The RAC Foundation is a charity that explores the economic, mobility, safety and environmental issues relating to roads and responsible road users. Independent, authoritative research, carried out for the public benefit, is central to the Foundation’s activities.

Irving Yass spent thirty-six years in government service, in the Departments of Transport and Environment, ending as Director of Planning and Transport at the Government Office for London. He was Director of Transport and then Director of Policy at London First until the end of 2008, since when he has been working as an independent consultant.
Transport for London estimates congestion costs £2 billion a year in London alone.

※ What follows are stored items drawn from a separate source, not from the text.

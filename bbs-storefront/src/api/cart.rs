//! Cart API
//!
//! Every handler rebuilds the cart from storage, applies at most one
//! mutation (which writes through) and returns the resulting cart summary.

use axum::{
    extract::{Path, State},
    Json,
};
use bbs_common::cart::{Cart, LicenseType};
use bbs_common::KeyValueStore;
use serde::{Deserialize, Serialize};

use super::beats::BeatView;
use crate::error::{ApiError, ApiResult};
use crate::AppState;

/// One resolvable cart line
#[derive(Debug, Serialize)]
#[serde(rename_all = "camelCase")]
pub struct CartLineView {
    pub beat: BeatView,
    pub quantity: u32,
    pub license_type: LicenseType,
    pub unit_price: f64,
    pub line_price: f64,
}

/// Cart contents and totals
#[derive(Debug, Serialize)]
#[serde(rename_all = "camelCase")]
pub struct CartResponse {
    pub items: Vec<CartLineView>,
    /// Stored lines whose beat is no longer in the catalog
    pub unavailable_items: usize,
    /// Units across all lines (badge count)
    pub item_count: u64,
    pub subtotal: f64,
    pub tax: f64,
    pub total: f64,
    /// Set when the last write to storage failed
    #[serde(skip_serializing_if = "Option::is_none")]
    pub persistence_warning: Option<String>,
}

impl<S: KeyValueStore> From<&Cart<S>> for CartResponse {
    fn from(cart: &Cart<S>) -> Self {
        let items: Vec<CartLineView> = cart
            .lines()
            .into_iter()
            .map(|line| CartLineView {
                beat: BeatView::from(line.beat),
                quantity: line.item.quantity,
                license_type: line.item.license_type,
                unit_price: line.unit_price,
                line_price: line.line_price,
            })
            .collect();

        Self {
            unavailable_items: cart.items().len() - items.len(),
            items,
            item_count: cart.item_count(),
            subtotal: cart.subtotal(),
            tax: cart.tax(),
            total: cart.total(),
            persistence_warning: cart.last_save_error().map(str::to_string),
        }
    }
}

#[derive(Debug, Deserialize)]
#[serde(rename_all = "camelCase")]
pub struct AddToCartRequest {
    pub beat_id: String,
}

#[derive(Debug, Deserialize)]
pub struct QuantityRequest {
    /// Zero or negative removes the line
    pub quantity: i64,
}

#[derive(Debug, Deserialize)]
#[serde(rename_all = "camelCase")]
pub struct LicenseRequest {
    pub license_type: LicenseType,
}

/// GET /api/cart
pub async fn get_cart(State(state): State<AppState>) -> Json<CartResponse> {
    let cart = state.cart().await;
    Json(CartResponse::from(&cart))
}

/// POST /api/cart/items
///
/// Adds the beat at quantity 1, basic license. Already-present beats are
/// left unchanged.
pub async fn add_to_cart(
    State(state): State<AppState>,
    Json(request): Json<AddToCartRequest>,
) -> ApiResult<Json<CartResponse>> {
    if !state.catalog.contains(&request.beat_id) {
        return Err(ApiError::beat_not_found(&request.beat_id));
    }
    let mut cart = state.cart().await;
    cart.add_item(&request.beat_id).await;
    Ok(Json(CartResponse::from(&cart)))
}

/// DELETE /api/cart/items/:id
pub async fn remove_from_cart(
    State(state): State<AppState>,
    Path(beat_id): Path<String>,
) -> Json<CartResponse> {
    let mut cart = state.cart().await;
    cart.remove_item(&beat_id).await;
    Json(CartResponse::from(&cart))
}

/// PUT /api/cart/items/:id/quantity
pub async fn set_quantity(
    State(state): State<AppState>,
    Path(beat_id): Path<String>,
    Json(request): Json<QuantityRequest>,
) -> Json<CartResponse> {
    let mut cart = state.cart().await;
    cart.set_quantity(&beat_id, request.quantity).await;
    Json(CartResponse::from(&cart))
}

/// PUT /api/cart/items/:id/license
pub async fn set_license(
    State(state): State<AppState>,
    Path(beat_id): Path<String>,
    Json(request): Json<LicenseRequest>,
) -> Json<CartResponse> {
    let mut cart = state.cart().await;
    cart.set_license_type(&beat_id, request.license_type).await;
    Json(CartResponse::from(&cart))
}

/// DELETE /api/cart
pub async fn clear_cart(State(state): State<AppState>) -> Json<CartResponse> {
    let mut cart = state.cart().await;
    cart.clear().await;
    Json(CartResponse::from(&cart))
}

/// POST /api/cart/checkout
///
/// There is no payment processing behind the checkout button.
pub async fn checkout() -> ApiError {
    ApiError::NotImplemented("Checkout is not available".to_string())
}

There are no absolute figures for the number of traffic lights in Britain, but the percentage increases are based on data obtained by the DfT from the majority of local authorities including the major urban councils.

According to the report:

 “ The development of SCOOT (Split-Cycle Offset Optimisation Technique) allowed the phasing of a linked set of signals to respond to changing traffic conditions in real time. In congested urban traffic conditions queues build up very quickly. Fine adjustments to the timing of traffic lights can make a huge difference to traffic flow. Literally, every second counts.

“There has been a big increase in the number of traffic lights in recent years. A survey by the Department for Transport (DfT) (unpublished) shows that the number of installations increased by more than 30% between 2000 and 2008. The increase in London was 23%. At the same time, the aim of reducing traffic congestion has been subject to other objectives: to make roads safer and more convenient for pedestrians, including those with disabilities; to give priority to buses; to promote cycling; and to reduce the number of accidents. These objectives have been reflected in standards and guidance issued by DfT and the policies of local authorities.”

“The DfT survey (unpublished) shows that the number of traffic signals equipped to give priority to buses more than doubled between the beginning of 2007 and the end of 2008, from 3,801 to 8,425, 3,200 of them in London. The number of junctions in London with a full pedestrian crossing stage, i.e. all the vehicle signals held at red, has increased from 481 in 2000 to 783 in 2010.”